17 May 2020

Hope in the Age of the "New Normal"

If one phrase could define the COVID-19 era, the “new normal” would likely be a leading candidate. This phrase has a suffocating ring of finality to it, as though it will be impossible to go back fully to the “old normal” ever. That old paradigm encompassed things we took for granted – such as unrestricted human physical contact including handshaking and hugging, unlimited mass gatherings for prayer or for pleasure, and largely unhindered movement whether merely outside of the house or between countries and continents.

For just a few minutes, let us set aside the ongoing debates on what the response to the Corona Virus should have been from the beginning and what it should be going forward. For the sake of the discussion, let us even assume that steps such as “social distancing” and the usage of facemasks are the correct response to a public health crisis (at least at some point on the timeline). While I realize that many question those policies on philosophical and scientific grounds, my intent here is neither to attack such measures nor to silence the concerns of those opposed to them – but rather to reflect on the situation from an eternal perspective.

What strikes me more than anything else about the “new normal” is the underlying message that this is the unavoidable fate awaiting human beings here on earth. There is no hope for a brighter future in this new world, with the only viable option seeming to be complete surrender to the certainty of increasingly restrictive controls as envisioned by the experts as the only way to battle the possibility of unending and unpredictable outbreaks of disease. Hope in the human heart suffers “death by suffocation” when it is overwhelmed by a worldview that depends on human manipulation for survival – instead of submission to the source of life himself.

To quote Dostoevsky, to live without hope is to cease to live. Make no mistake, friends; the enemy himself is the true author of the underlying philosophy of the “new normal” – for he realizes that his time is short. He knows that the extinguishing of hope is one of the most powerful weapons in his arsenal, and he will stop at nothing to “spiritually isolate” the believer from the living hope that has already been given to him or her (1 Peter 1:3). This spiritual principle applies to the overall situation, whether or not wearing a face mask is a reasonable response to this specific virus.
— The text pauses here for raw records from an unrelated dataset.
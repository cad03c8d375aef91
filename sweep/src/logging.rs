//! Diagnostic tracing for the sweep and report binaries.
//!
//! # Separation of Concerns
//!
//! - **Tracing (this module)**: diagnostics via `RUST_LOG`, output to stderr.
//! - **Progress output**: the `Running ... demands` / `Execution ...` lines
//!   and report summaries go to stdout and are unaffected by `RUST_LOG`.

use tracing_subscriber::{EnvFilter, fmt, layer::SubscriberExt, util::SubscriberInitExt};

/// Initialize the tracing subscriber.
///
/// Reads `RUST_LOG`. Defaults to `warn`, or `info` when `verbose` is set.
/// Output: stderr, compact format.
///
/// # Example
/// ```bash
/// RUST_LOG=sweep=debug sweep ./net2plan topo.n2p Alg.java 100 50 50 true 5
/// ```
pub fn init(verbose: bool) {
    let default = if verbose { "info" } else { "warn" };
    let filter = EnvFilter::try_from_default_env().unwrap_or_else(|_| EnvFilter::new(default));

    tracing_subscriber::registry()
        .with(filter)
        .with(fmt::layer().with_writer(std::io::stderr).compact())
        .init();
}
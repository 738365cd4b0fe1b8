//! Request logging, HTTP metrics and response headers.

use axum::{
    extract::{MatchedPath, Request, State},
    http::{HeaderValue, StatusCode},
    middleware::Next,
    response::{IntoResponse, Response},
};
use std::sync::Arc;
use std::time::Instant;
use tracing::{Instrument, info, info_span};
use uuid::Uuid;

use super::AppState;
use super::auth::AuthenticatedUser;

const UNMATCHED_ROUTE: &str = "unmatched";

/// Route template of the handler that served a request, e.g. `/api/users/create`.
///
/// Set on the response by [`route_label_middleware`], which runs after routing,
/// and read back by [`logging_middleware`] for metric labels.
#[derive(Debug, Clone, PartialEq, Eq)]
pub struct RouteLabel(pub String);

pub async fn get_metrics(State(state): State<Arc<AppState>>) -> impl IntoResponse {
    state.prometheus_handle.as_ref().map_or_else(
        || "Metrics not enabled or failed to initialize".to_string(),
        metrics_exporter_prometheus::PrometheusHandle::render,
    )
}

/// Installed with `route_layer`, so only matched routes get a label.
pub async fn route_label_middleware(req: Request, next: Next) -> Response {
    let route = req
        .extensions()
        .get::<MatchedPath>()
        .map(|path| path.as_str().to_owned());

    let mut response = next.run(req).await;
    if let Some(route) = route {
        response.extensions_mut().insert(RouteLabel(route));
    }
    response
}

pub async fn logging_middleware(req: Request, next: Next) -> Response {
    let start = Instant::now();
    let method = req.method().clone();

    let span = info_span!(
        "request",
        request_id = %Uuid::new_v4(),
        method = %method,
        path = %req.uri().path(),
        user_id = tracing::field::Empty,
    );

    async move {
        let response = next.run(req).await;
        let elapsed = start.elapsed();
        let status = response.status();

        let route = response
            .extensions()
            .get::<RouteLabel>()
            .map_or(UNMATCHED_ROUTE, |label| label.0.as_str())
            .to_owned();
        let caller = response
            .extensions()
            .get::<AuthenticatedUser>()
            .map(|user| user.id.value());
        let auth = auth_outcome(caller.is_some(), status);

        let labels = [
            ("method", method.to_string()),
            ("route", route.clone()),
            ("status", status.as_u16().to_string()),
        ];
        metrics::counter!("http_requests_total", &labels).increment(1);
        metrics::histogram!("http_request_duration_seconds", &labels)
            .record(elapsed.as_secs_f64());

        info!(
            event = "http_request_finished",
            route = %route,
            status_code = status.as_u16(),
            duration_ms = u64::try_from(elapsed.as_millis()).unwrap_or(u64::MAX),
            auth,
            user_id = caller,
            "Request finished"
        );

        response
    }
    .instrument(span)
    .await
}

/// How the caller identified itself: a valid token, a refused one, or nothing.
fn auth_outcome(authenticated: bool, status: StatusCode) -> &'static str {
    if authenticated {
        "token"
    } else if status == StatusCode::UNAUTHORIZED {
        "rejected"
    } else {
        "anonymous"
    }
}

pub async fn security_headers_middleware(req: Request, next: Next) -> Response {
    let mut response = next.run(req).await;
    let headers = response.headers_mut();

    headers.insert(
        "x-content-type-options",
        HeaderValue::from_static("nosniff"),
    );
    headers.insert("x-frame-options", HeaderValue::from_static("DENY"));
    headers.insert("referrer-policy", HeaderValue::from_static("no-referrer"));
    // Token responses must not linger in shared caches
    headers.insert("cache-control", HeaderValue::from_static("no-store"));

    response
}

#[cfg(test)]
mod tests {
    use super::*;

    #[test]
    fn test_auth_outcome() {
        assert_eq!(auth_outcome(true, StatusCode::OK), "token");
        assert_eq!(auth_outcome(false, StatusCode::UNAUTHORIZED), "rejected");
        assert_eq!(auth_outcome(false, StatusCode::CREATED), "anonymous");
        assert_eq!(auth_outcome(false, StatusCode::BAD_REQUEST), "anonymous");
    }
}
Even as the shadows deepen around the world, the hope of the true believer cannot be extinguished. Even if the circumstances of this life worsen, we cling to the promise that “surely there is a hereafter, and [our] hope will not be cut off” (Proverbs 23:18). Even though the enemy taunts us with the utter impossibility of it all, we can “rest [our] hope fully upon the grace that is to be brought to [us] at the revelation of Jesus Christ” (1 Peter 1:13). And even if we never fully recover those human blessings of physical connection and coming together in this present age, we know that “we who are alive and remain shall be caught up together with them in the clouds to meet the Lord in the air, and thus we shall always be with the Lord” (1 Thessalonians 4:17).

Someday the “new normal” will become nothing but distant memory – conquered by the God who not only gives the human heart hope, but is our hope (Psalm 71:5). Let us fix our eyes on him unswervingly in whatever time we have left on this earth.